(Originally posted by Steph to Planet-IRL.com.)
It’s not often that Google Maps can’t be trusted with travel time estimates, but it failed me today — an estimated four-hour drive was closer to six, which saw me arrive in pit lane about half way through this afternoon’s practice session. Unfortunately, that session was the only IndyCar-related track activity today, so I missed about 50% of what I came for!
But at least I now know how to get here and am all checked in and oriented. And, as it turns out, I’ve still been here long enough to put together some preliminary thoughts.
Off the top: this place is gorgeous! I’ve often heard about how scenic the Finger Lakes area is, but I’ve never actually made it down this way. It’s sort of a blend of the lakes-and-trees scenery that can be found a couple of hours north of Toronto with the wine region that can be found an hour or so south — which means that I have access to those things a little closer to home and have never made it quite far enough to take in the surroundings here. It absolutely looks like it’s worth the trip, though. It would make a fantastic long weekend getaway, and under different life circumstances I would happily tack a few days onto this race weekend and make an extended vacation out of it.
But it was while pondering this on my way down here that the light bulb went on about why holding this race on the July 4th weekend is a bad idea. (This may not be news to anyone but me — I can be a bit slow sometimes. But bear with me.)
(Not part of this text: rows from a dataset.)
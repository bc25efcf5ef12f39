//! Coverage Analyzer
//!
//! Estimates which discussion points a conversation has addressed. Purely
//! advisory: every failure degrades to the empty set.

use crate::generation::{ChatMessage, RequestPurpose};
use crate::parse::{self, Parsed};
use crate::prompts::{self, PromptSet};
use crate::protection::SessionChannel;
use crate::scenario::Scenario;
use crate::transcript::Transcript;
use serde::Serialize;
use std::collections::BTreeSet;
use std::sync::Arc;
use tokio_util::sync::CancellationToken;
use tracing::{debug, warn};

/// Indices of the discussion points judged as addressed.
#[derive(Debug, Clone, Default, PartialEq, Eq, Serialize)]
pub struct CoverageSet(BTreeSet<usize>);

impl CoverageSet {
    pub fn new() -> Self {
        Self::default()
    }

    pub fn from_indices(indices: impl IntoIterator<Item = usize>) -> Self {
        Self(indices.into_iter().collect())
    }

    pub fn insert(&mut self, index: usize) -> bool {
        self.0.insert(index)
    }

    pub fn contains(&self, index: usize) -> bool {
        self.0.contains(&index)
    }

    pub fn len(&self) -> usize {
        self.0.len()
    }

    pub fn is_empty(&self) -> bool {
        self.0.is_empty()
    }

    pub fn iter(&self) -> impl Iterator<Item = usize> + '_ {
        self.0.iter().copied()
    }

    /// Adds every index of `other`. Coverage only ever grows.
    pub fn union(&mut self, other: &CoverageSet) {
        self.0.extend(other.iter());
    }

    /// True once every index in `0..point_count` is present.
    pub fn is_complete(&self, point_count: usize) -> bool {
        (0..point_count).all(|i| self.contains(i))
    }

    /// Indices in `0..point_count` not yet covered, in order.
    pub fn uncovered(&self, point_count: usize) -> Vec<usize> {
        (0..point_count).filter(|i| !self.contains(*i)).collect()
    }
}

/// Asks the model which discussion points the transcript has addressed.
#[derive(Clone)]
pub struct CoverageAnalyzer {
    channel: SessionChannel,
    prompts: Arc<PromptSet>,
}

impl CoverageAnalyzer {
    pub fn new(channel: SessionChannel, prompts: Arc<PromptSet>) -> Self {
        Self { channel, prompts }
    }

    /// Returns the covered set, or the empty set on any failure. Never errors.
    pub async fn analyze(
        &self,
        scenario: &Scenario,
        transcript: &Transcript,
        cancel: &CancellationToken,
    ) -> CoverageSet {
        if transcript.len() < 2 || scenario.point_count() == 0 {
            return CoverageSet::new();
        }

        let points = prompts::numbered_from_zero(&scenario.discussion_points);
        let conversation = transcript.render_labeled();
        let prompt = prompts::render(
            &self.prompts.coverage_analysis,
            &[("points", points.as_str()), ("conversation", conversation.as_str())],
        );
        let reply = match self
            .channel
            .complete(
                &scenario.key,
                RequestPurpose::Coverage,
                vec![ChatMessage::user(prompt)],
                cancel,
            )
            .await
        {
            Ok(reply) => reply,
            Err(e) => {
                warn!(scenario = %scenario.key, error = %e, "Coverage analysis failed; assuming nothing covered");
                return CoverageSet::new();
            }
        };

        match parse::parse_coverage(&reply, scenario.point_count()) {
            Parsed::Parsed(set) => {
                debug!(scenario = %scenario.key, covered = ?set, "Coverage analysed");
                set
            }
            Parsed::Malformed(reason) => {
                warn!(scenario = %scenario.key, %reason, "Unusable coverage reply");
                CoverageSet::new()
            }
        }
    }
}

#[cfg(test)]
mod tests {
    use super::*;
    use crate::generation::{BackendReply, MockGenerationBackend};
    use crate::protection::{ProtectionClient, RetryPolicy};
    use crate::session_store::{MemorySessionStore, SessionStore};
    use crate::transcript::Turn;
    use serde_json::json;

    fn scenario() -> Scenario {
        Scenario::new(
            "party",
            "Plant eine Party.",
            "Feiern",
            vec!["Wann?".into(), "Wo?".into(), "Was?".into()],
        )
    }

    fn transcript() -> Transcript {
        let mut t = Transcript::new();
        t.push(Turn::tutor("Wann hast du Zeit?"));
        t.push(Turn::learner("Am Samstag."));
        t
    }

    fn analyzer(backend: MockGenerationBackend) -> (CoverageAnalyzer, Arc<dyn SessionStore>) {
        let store: Arc<dyn SessionStore> = Arc::new(MemorySessionStore::new());
        let client = Arc::new(ProtectionClient::new(Arc::new(backend), RetryPolicy::default()));
        let channel = SessionChannel::new(client, store.clone(), "m");
        (CoverageAnalyzer::new(channel, Arc::new(PromptSet::default())), store)
    }

    #[test]
    fn test_set_operations() {
        let mut set = CoverageSet::from_indices([0]);
        set.union(&CoverageSet::from_indices([2]));
        assert_eq!(set.uncovered(3), vec![1]);
        assert!(!set.is_complete(3));
        set.insert(1);
        assert!(set.is_complete(3));
        assert!(CoverageSet::new().is_complete(0));
    }

    #[tokio::test]
    async fn test_analyze_parses_reply() {
        let mut backend = MockGenerationBackend::new();
        backend.expect_send().times(1).returning(|req| {
            assert_eq!(req.purpose, RequestPurpose::Coverage);
            assert!(req.messages[0].content.contains("0. Wann?"));
            Ok(BackendReply::ok("[0]"))
        });
        let (analyzer, _) = analyzer(backend);
        let set = analyzer
            .analyze(&scenario(), &transcript(), &CancellationToken::new())
            .await;
        assert_eq!(set, CoverageSet::from_indices([0]));
    }

    #[tokio::test]
    async fn test_analyze_is_fail_soft() {
        for reply in [
            BackendReply {
                status: 500,
                body: json!({ "error": "down" }),
            },
            BackendReply::ok("Punkt eins und zwei"),
            BackendReply::ok("[5]"),
        ] {
            let mut backend = MockGenerationBackend::new();
            backend
                .expect_send()
                .times(1)
                .returning(move |_| Ok(reply.clone()));
            let (analyzer, _) = analyzer(backend);
            let set = analyzer
                .analyze(&scenario(), &transcript(), &CancellationToken::new())
                .await;
            assert!(set.is_empty());
        }
    }

    #[tokio::test]
    async fn test_terminal_verdict_clears_session_and_yields_empty() {
        let mut backend = MockGenerationBackend::new();
        backend.expect_send().times(1).returning(|_| {
            Ok(BackendReply {
                status: 410,
                body: json!({ "expired": true }),
            })
        });
        let (analyzer, store) = analyzer(backend);
        let before = store.get_or_create("party");
        let set = analyzer
            .analyze(&scenario(), &transcript(), &CancellationToken::new())
            .await;
        assert!(set.is_empty());
        assert_ne!(store.get_or_create("party"), before);
    }

    #[tokio::test]
    async fn test_short_transcript_skips_request() {
        let mut backend = MockGenerationBackend::new();
        backend.expect_send().times(0);
        let (analyzer, _) = analyzer(backend);
        let mut t = Transcript::new();
        t.push(Turn::tutor("Hallo!"));
        let set = analyzer
            .analyze(&scenario(), &t, &CancellationToken::new())
            .await;
        assert!(set.is_empty());
    }
}
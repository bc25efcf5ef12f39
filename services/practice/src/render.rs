//! Plain-text rendering of session output for the terminal.

use sprechen_core::writing::LetterEvaluation;
use sprechen_core::{CorrectionResult, CoverageSet, FeedbackReport, Scenario, Turn};
use std::fmt::Write;

pub fn tutor(turn: &Turn) -> String {
    format!("Prüfer: {}", turn.content)
}

/// Nothing to show when the utterance was fine.
pub fn correction(correction: &CorrectionResult) -> Option<String> {
    if !correction.has_errors {
        return None;
    }
    let mut out = format!("  Korrektur: {}", correction.corrected);
    for mistake in &correction.mistakes {
        let _ = write!(out, "\n    - {mistake}");
    }
    Some(out)
}

/// One checkbox line per discussion point.
pub fn coverage(scenario: &Scenario, covered: &CoverageSet) -> String {
    let mut out = format!(
        "  Leitpunkte {}/{}:",
        covered.len(),
        scenario.point_count()
    );
    for point in scenario.points() {
        let mark = if covered.contains(point.index) { "x" } else { " " };
        let _ = write!(out, "\n    [{mark}] {}", point.text);
    }
    out
}

pub fn report(report: &FeedbackReport) -> String {
    let mut out = String::from("=== Feedback ===\n");
    if report.strengths.is_empty() && report.improvements.is_empty() {
        out.push_str(&report.summary);
        return out;
    }
    let _ = writeln!(out, "Abdeckung: {}", report.coverage);
    out.push_str("Stärken:");
    for item in &report.strengths {
        let _ = write!(out, "\n  - {item}");
    }
    out.push_str("\nVerbesserungen:");
    for item in &report.improvements {
        let _ = write!(out, "\n  - {item}");
    }
    out
}

pub fn letter(evaluation: &LetterEvaluation) -> String {
    let score = &evaluation.score;
    let mut out = format!(
        "Wörter: {}\nPunkte: {} (Inhalt {}, Kommunikation {}, Korrektheit {})\n",
        evaluation.word_count, score.total, score.content, score.communication, score.accuracy
    );
    if !evaluation.missing_points.is_empty() {
        out.push_str("Fehlende Inhaltspunkte:");
        for point in &evaluation.missing_points {
            let _ = write!(out, "\n  - {point}");
        }
        out.push('\n');
    }
    if !evaluation.errors.is_empty() {
        out.push_str("Fehler:");
        for error in &evaluation.errors {
            let _ = write!(out, "\n  - {} → {}", error.original, error.corrected);
            if !error.explanation.is_empty() {
                let _ = write!(out, " ({})", error.explanation);
            }
        }
        out.push('\n');
    }
    let sections = [
        ("Stärken", &evaluation.feedback.strengths),
        ("Verbesserungen", &evaluation.feedback.improvements),
        ("Tipps", &evaluation.feedback.suggestions),
    ];
    for (title, items) in sections {
        if items.is_empty() {
            continue;
        }
        let _ = write!(out, "{title}:");
        for item in items {
            let _ = write!(out, "\n  - {item}");
        }
        out.push('\n');
    }
    let _ = write!(out, "\nKorrigierter Text:\n{}", evaluation.corrected);
    out
}
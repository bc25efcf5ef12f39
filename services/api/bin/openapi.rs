use sprechen_gateway::router::ApiDoc;
use utoipa::OpenApi;

/// Writes the gateway's OpenAPI document to `path`.
fn write_document(api_doc: utoipa::openapi::OpenApi, path: &str) -> anyhow::Result<()> {
    std::fs::write(path, api_doc.to_pretty_json()?)?;
    Ok(())
}

fn main() -> anyhow::Result<()> {
    let path = std::env::args()
        .nth(1)
        .unwrap_or_else(|| "openapi.json".to_string());
    write_document(ApiDoc::openapi(), &path)?;
    println!("OpenAPI document written to {path}");
    Ok(())
}
//! Shared Application State

use crate::guard::Gatekeeper;
use crate::upstream::Upstream;
use std::sync::Arc;

/// The shared application state, created once at startup and passed to all handlers.
#[derive(Clone)]
pub struct AppState {
    pub gatekeeper: Arc<Gatekeeper>,
    pub upstream: Arc<Upstream>,
}
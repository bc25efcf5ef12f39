//! Sprechen Gateway Library Crate
//!
//! The session-protection proxy that sits between practice clients and the
//! text-generation provider: per-session admission, forwarding with the
//! server-held API key, and routing. The binaries are thin wrappers around
//! this library.

pub mod config;
pub mod guard;
pub mod handlers;
pub mod models;
pub mod router;
pub mod state;
pub mod upstream;
//! Main Entrypoint for the Sprechen Gateway
//!
//! This binary is responsible for:
//! 1. Loading configuration from the environment.
//! 2. Building the gatekeeper and its idle-session sweeper.
//! 3. Constructing the Axum router and applying middleware.
//! 4. Starting the web server and handling graceful shutdown.

use anyhow::Context;
use sprechen_gateway::{
    config::Config,
    guard::{Gatekeeper, GuardLimits},
    router::create_router,
    state::AppState,
    upstream::Upstream,
};
use std::{net::SocketAddr, sync::Arc, time::Duration};
use tower_http::cors::{Any, CorsLayer};
use tracing::{error, info};

const SWEEP_INTERVAL: Duration = Duration::from_secs(60);

/// Listens for the `Ctrl+C` signal to gracefully shut down the server.
async fn shutdown_signal() {
    if let Err(e) = tokio::signal::ctrl_c().await {
        error!(error = %e, "Failed to install Ctrl+C handler");
        std::future::pending::<()>().await;
    }
    info!("Received shutdown signal. Shutting down gracefully...");
}

#[tokio::main]
async fn main() -> anyhow::Result<()> {
    // --- 1. Load Configuration ---
    let config = Config::from_env().context("Failed to load configuration")?;

    // --- 2. Initialize Logging ---
    tracing_subscriber::fmt()
        .with_max_level(config.log_level)
        .with_timer(tracing_subscriber::fmt::time::ChronoLocal::rfc_3339())
        .init();
    info!("Configuration loaded. Initializing application state...");

    // --- 3. Initialize Shared Services ---
    let gatekeeper = Arc::new(Gatekeeper::new(GuardLimits {
        rate_window: config.rate_window,
        message_limit: config.message_limit,
        session_ttl: config.session_ttl,
    }));
    let sweeper = gatekeeper.clone().spawn_sweeper(SWEEP_INTERVAL);

    let upstream = Upstream::new(
        config.upstream_url.clone(),
        config.openai_api_key.clone(),
        config.upstream_timeout,
    )
    .context("Failed to build upstream HTTP client")?;

    let app_state = Arc::new(AppState {
        gatekeeper,
        upstream: Arc::new(upstream),
    });

    // --- 4. Create Router and Apply Middleware ---
    let cors = CorsLayer::new()
        .allow_origin(Any)
        .allow_methods(Any)
        .allow_headers(Any);

    let app = create_router(app_state).layer(cors);

    // --- 5. Start Server ---
    info!(
        upstream = %config.upstream_url,
        rate_window = ?config.rate_window,
        message_limit = config.message_limit,
        session_ttl = ?config.session_ttl,
        bind_address = %config.bind_address,
        "Service configured. Starting server..."
    );
    let listener = tokio::net::TcpListener::bind(config.bind_address).await?;

    axum::serve(
        listener,
        app.into_make_service_with_connect_info::<SocketAddr>(),
    )
    .with_graceful_shutdown(shutdown_signal())
    .await?;

    sweeper.abort();
    info!("Server has shut down.");
    Ok(())
}
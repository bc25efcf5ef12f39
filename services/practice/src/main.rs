//! Main Entrypoint for the Sprechen practice host
//!
//! Wires the dialogue core to a gateway (or the offline backend) and runs one
//! of the subcommands: an interactive practice conversation, a session reset,
//! or a letter evaluation.

mod cli;
mod render;

use anyhow::{Context, bail};
use clap::Parser;
use cli::{BackendArgs, Cli, Command};
use sprechen_core::writing::LETTER_SESSION_KEY;
use sprechen_core::{
    DialogueServices, FileSessionStore, GenerationBackend, HttpGenerationBackend, LetterEvaluator,
    LetterPrompt, OfflineBackend, PracticeSession, PromptSet, ProtectionClient, Register,
    RetryPolicy, Scenario, SessionChannel, SessionLimits, SessionPhase, SessionStore,
};
use std::path::Path;
use std::sync::Arc;
use std::time::Duration;
use tokio::io::{AsyncBufReadExt, BufReader};
use tokio_util::sync::CancellationToken;
use tracing::{info, warn};
use tracing_subscriber::EnvFilter;

/// Everything a subcommand needs to talk to the gateway.
struct Host {
    channel: SessionChannel,
    store: Arc<dyn SessionStore>,
    prompts: Arc<PromptSet>,
}

impl Host {
    fn build(args: &BackendArgs) -> anyhow::Result<Self> {
        let backend: Arc<dyn GenerationBackend> = if args.offline {
            info!("Using the offline backend.");
            Arc::new(OfflineBackend)
        } else {
            info!(endpoint = %args.endpoint, "Using the gateway backend.");
            Arc::new(
                HttpGenerationBackend::new(&args.endpoint, Duration::from_secs(args.timeout_secs))
                    .context("Failed to build HTTP client")?,
            )
        };

        let store = FileSessionStore::open(&args.state_dir);
        if !store.is_persistent() {
            warn!(dir = %args.state_dir.display(), "Session ids will not survive this run");
        }
        let store: Arc<dyn SessionStore> = Arc::new(store);

        let prompts = match &args.prompts {
            Some(dir) => PromptSet::load_dir(dir)?,
            None => PromptSet::default(),
        };

        let client = Arc::new(ProtectionClient::new(backend, RetryPolicy::default()));
        Ok(Self {
            channel: SessionChannel::new(client, store.clone(), args.model.clone()),
            store,
            prompts: Arc::new(prompts),
        })
    }
}

fn read_json<T: serde::de::DeserializeOwned>(path: &Path, what: &str) -> anyhow::Result<T> {
    let raw = std::fs::read_to_string(path)
        .with_context(|| format!("Could not read {what} {}", path.display()))?;
    serde_json::from_str(&raw).with_context(|| format!("Invalid {what} {}", path.display()))
}

/// Cancels `token` on Ctrl+C.
fn cancel_on_ctrl_c(token: CancellationToken) {
    tokio::spawn(async move {
        if tokio::signal::ctrl_c().await.is_ok() {
            info!("Received Ctrl+C. Cancelling...");
            token.cancel();
        }
    });
}

async fn practice(host: Host, scenario: Scenario, limits: SessionLimits) -> anyhow::Result<()> {
    let services = DialogueServices::new(host.channel.clone(), host.prompts.clone());
    let mut session = PracticeSession::new(scenario, services, limits);
    let cancel = session.cancel_token();
    cancel_on_ctrl_c(cancel.clone());

    println!("=== {} ===", session.scenario().title);
    println!("{}\n", session.scenario().task);
    println!("{}\n", render::coverage(session.scenario(), session.covered()));

    let opening = match session.begin().await {
        Ok(turn) => turn,
        Err(e) => bail!(e.user_message()),
    };
    println!("{}", render::tutor(&opening));

    let mut lines = BufReader::new(tokio::io::stdin()).lines();
    while session.phase() == SessionPhase::Active {
        let line = tokio::select! {
            _ = cancel.cancelled() => break,
            line = lines.next_line() => line.context("Failed to read from stdin")?,
        };
        let Some(line) = line else {
            break;
        };
        if line.trim().is_empty() {
            continue;
        }

        match session.submit(&line).await {
            Ok(outcome) => {
                if let Some(text) = outcome.correction.as_ref().and_then(render::correction) {
                    println!("{text}");
                }
                println!("{}", render::tutor(&outcome.reply));
                if let Some(closing) = &outcome.closing {
                    println!("{}", render::tutor(closing));
                }
                println!("{}", render::coverage(session.scenario(), &outcome.covered));
                if let Some(count) = host
                    .store
                    .session(&session.scenario().key)
                    .map(|s| s.message_count)
                {
                    println!("  Nachrichten: {count}");
                }
            }
            Err(e) if e.is_terminal() => {
                println!("{}", e.user_message());
                return Ok(());
            }
            Err(e) => println!("{}", e.user_message()),
        }
    }

    if let Some(report) = session.report() {
        println!("\n{}", render::report(report));
    }
    Ok(())
}

/// Forgets the stored session id of the scenario at `path`; returns its key.
fn reset(host: &Host, path: &Path) -> anyhow::Result<String> {
    let scenario: Scenario = read_json(path, "scenario")?;
    host.store.clear(&scenario.key);
    Ok(scenario.key)
}

async fn letter(
    host: Host,
    prompt: LetterPrompt,
    text: String,
    register: Register,
    json: bool,
) -> anyhow::Result<()> {
    let evaluator = LetterEvaluator::new(host.channel, host.prompts);
    let cancel = CancellationToken::new();
    cancel_on_ctrl_c(cancel.clone());

    let evaluation = match evaluator.evaluate(&text, &prompt, register, &cancel).await {
        Ok(evaluation) => evaluation,
        Err(e) => bail!(e.user_message()),
    };
    if json {
        println!("{}", serde_json::to_string_pretty(&evaluation)?);
    } else {
        println!("=== {} ===\n{}", prompt.title, render::letter(&evaluation));
    }
    Ok(())
}

#[tokio::main]
async fn main() -> anyhow::Result<()> {
    dotenvy::dotenv().ok();
    let cli = Cli::parse();

    tracing_subscriber::fmt()
        .with_env_filter(
            EnvFilter::try_from_default_env().unwrap_or_else(|_| EnvFilter::new("warn")),
        )
        .with_timer(tracing_subscriber::fmt::time::ChronoLocal::rfc_3339())
        .with_writer(std::io::stderr)
        .init();

    let host = Host::build(&cli.backend)?;
    match cli.command {
        Command::Practice {
            scenario,
            min_exchanges,
            max_turns,
        } => {
            let scenario: Scenario = read_json(&scenario, "scenario")?;
            let limits = SessionLimits {
                min_exchanges,
                max_learner_turns: max_turns,
            };
            practice(host, scenario, limits).await
        }
        Command::Reset { scenario } => {
            let key = reset(&host, &scenario)?;
            println!("Sitzung für '{key}' zurückgesetzt.");
            Ok(())
        }
        Command::Letter {
            prompt,
            text,
            register,
            json,
        } => {
            let prompt: LetterPrompt = read_json(&prompt, "writing task")?;
            let text = std::fs::read_to_string(&text)
                .with_context(|| format!("Could not read letter {}", text.display()))?;
            if host.store.session(LETTER_SESSION_KEY).is_some() {
                info!("Continuing the stored letter session.");
            }
            letter(host, prompt, text, register, json).await
        }
    }
}
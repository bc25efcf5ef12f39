//! Correction Pipeline
//!
//! Checks a single learner utterance and returns a corrected version with a
//! list of mistakes. Independent of the dialogue transcript.

use crate::error::DialogueError;
use crate::generation::{ChatMessage, RequestPurpose};
use crate::parse::{self, Parsed};
use crate::prompts::PromptSet;
use crate::protection::SessionChannel;
use crate::transcript::CorrectionResult;
use std::sync::Arc;
use tokio_util::sync::CancellationToken;
use tracing::{debug, warn};

#[derive(Clone)]
pub struct CorrectionPipeline {
    channel: SessionChannel,
    prompts: Arc<PromptSet>,
    min_words: usize,
}

impl CorrectionPipeline {
    pub fn new(channel: SessionChannel, prompts: Arc<PromptSet>) -> Self {
        Self {
            channel,
            prompts,
            min_words: 0,
        }
    }

    /// Rejects utterances shorter than `min_words` before any remote call.
    pub fn with_min_words(mut self, min_words: usize) -> Self {
        self.min_words = min_words;
        self
    }

    /// Corrects `utterance`.
    ///
    /// Only input validation fails. Remote errors and unreadable replies yield
    /// [`CorrectionResult::clean`].
    pub async fn correct(
        &self,
        scenario_key: &str,
        utterance: &str,
        cancel: &CancellationToken,
    ) -> Result<CorrectionResult, DialogueError> {
        let text = utterance.trim();
        if text.is_empty() {
            return Err(DialogueError::Validation(
                "Bitte schreibe zuerst einen Satz.".into(),
            ));
        }
        let words = text.split_whitespace().count();
        if words < self.min_words {
            return Err(DialogueError::Validation(format!(
                "Der Satz ist zu kurz ({words} Wörter, mindestens {}).",
                self.min_words
            )));
        }

        let messages = vec![
            ChatMessage::system(self.prompts.correction.clone()),
            ChatMessage::user(text),
        ];
        let reply = match self
            .channel
            .complete(scenario_key, RequestPurpose::Correction, messages, cancel)
            .await
        {
            Ok(reply) => reply,
            Err(e) => {
                warn!(scenario_key, error = %e, "Correction failed; treating utterance as correct");
                return Ok(CorrectionResult::clean(utterance));
            }
        };

        Ok(match parse::parse_correction(&reply, utterance) {
            Parsed::Parsed(result) => {
                debug!(scenario_key, has_errors = result.has_errors, mistakes = result.mistakes.len(), "Correction parsed");
                result
            }
            Parsed::Malformed(reason) => {
                warn!(scenario_key, %reason, "Unusable correction reply");
                CorrectionResult::clean(utterance)
            }
        })
    }
}
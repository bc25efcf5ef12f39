use std::net::SocketAddr;
use std::time::Duration;
use tracing::Level;

pub const DEFAULT_UPSTREAM_URL: &str = "https://api.openai.com/v1/chat/completions";

/// A custom error type for configuration loading failures.
#[derive(Debug, thiserror::Error)]
pub enum ConfigError {
    #[error("Missing environment variable: {0}")]
    MissingVar(String),
    #[error("Invalid value for environment variable {0}: {1}")]
    InvalidValue(String, String),
}

/// Holds all configuration loaded from the environment at startup.
#[derive(Clone, Debug)]
pub struct Config {
    pub bind_address: SocketAddr,
    pub openai_api_key: String,
    pub upstream_url: String,
    pub log_level: Level,
    /// Minimum spacing between two requests of one session.
    pub rate_window: Duration,
    /// Requests allowed per session.
    pub message_limit: u32,
    /// Lifetime of a session, counted from its first request.
    pub session_ttl: Duration,
    pub upstream_timeout: Duration,
}

fn parse_var<T: std::str::FromStr>(name: &str, default: T) -> Result<T, ConfigError>
where
    T::Err: std::fmt::Display,
{
    match std::env::var(name) {
        Ok(raw) => raw
            .parse::<T>()
            .map_err(|e| ConfigError::InvalidValue(name.to_string(), e.to_string())),
        Err(_) => Ok(default),
    }
}

impl Config {
    /// Loads configuration from environment variables.
    pub fn from_env() -> Result<Self, ConfigError> {
        // Only load from .env in non-test mode to avoid contamination
        if !cfg!(test) {
            dotenvy::dotenv().ok();
        }

        let bind_address_str =
            std::env::var("BIND_ADDRESS").unwrap_or_else(|_| "0.0.0.0:3001".to_string());
        let bind_address = bind_address_str
            .parse::<SocketAddr>()
            .map_err(|e| ConfigError::InvalidValue("BIND_ADDRESS".to_string(), e.to_string()))?;

        let openai_api_key = std::env::var("OPENAI_API_KEY")
            .ok()
            .filter(|key| !key.trim().is_empty())
            .ok_or_else(|| ConfigError::MissingVar("OPENAI_API_KEY".to_string()))?;

        let upstream_url =
            std::env::var("UPSTREAM_URL").unwrap_or_else(|_| DEFAULT_UPSTREAM_URL.to_string());

        let log_level_str = std::env::var("RUST_LOG").unwrap_or_else(|_| "INFO".to_string());
        let log_level = log_level_str.parse::<Level>().map_err(|_| {
            ConfigError::InvalidValue(
                "RUST_LOG".to_string(),
                format!("'{}' is not a valid log level", log_level_str),
            )
        })?;

        let message_limit = parse_var("MESSAGE_LIMIT", 30u32)?;
        if message_limit == 0 {
            return Err(ConfigError::InvalidValue(
                "MESSAGE_LIMIT".to_string(),
                "must be at least 1".to_string(),
            ));
        }

        Ok(Self {
            bind_address,
            openai_api_key,
            upstream_url,
            log_level,
            rate_window: Duration::from_secs(parse_var("RATE_WINDOW_SECS", 2u64)?),
            message_limit,
            session_ttl: Duration::from_secs(parse_var("SESSION_TTL_SECS", 20 * 60u64)?),
            upstream_timeout: Duration::from_secs(parse_var("UPSTREAM_TIMEOUT_SECS", 60u64)?),
        })
    }
}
Initially, my feeling was that the Independence Day long weekend was a perfect time to hold a race at a great camping track like this. A weekend full of racing and camping with family or friends with an extra day at the end to make it home sounded ideal. However, after spending the days leading up to this fighting overbooked local hotels requiring minimum stays, and after fighting the long weekend traffic to get down here (my experience wasn’t nearly as bad as others had, either), it dawned on me that this area is a huge tourist draw on its own, race or no. The fans who are happy to camp are fine once they manage to get here, but when you consider that we’re forcing the fans who aren’t able to camp or aren’t interested in camping to battle against those just touring the area as well as other other race fans (not to mention that the Series and media personnel take up their fair share of the local accommodation), it might just be enough to keep a number of people away. This event has historically been bounced around the calendar, which is a shame, and it was starting to look like it had found a home on this weekend, which it turns out is also a shame. It would be ideal to find this race a reliable weekend of its own away from the Independence Day festivities. Let’s hope that can be achieved before the plug is pulled for attendance or other issues, and let’s give this weekend to a track in a less-frequented area that would benefit from the influx in traffic.
Anyway, as was suspected, Twitter access will be very touch-and-go this weekend — cell service at the track is spotty at best, but I’ll do what I can. The tweets that I do manage to get through will be found @99forever. To compensate, I’ll be sure to thoughts here as well, daily at a minimum.
Tomorrow’s goal is to spend some time walking around the facility and getting a feel for the different vantage points and the amenities available to fans — and to provide on-the-ground coverage of the IZOD IndyCar Series and the Firestone Indy Lights practice and qualifying sessions as much as possible.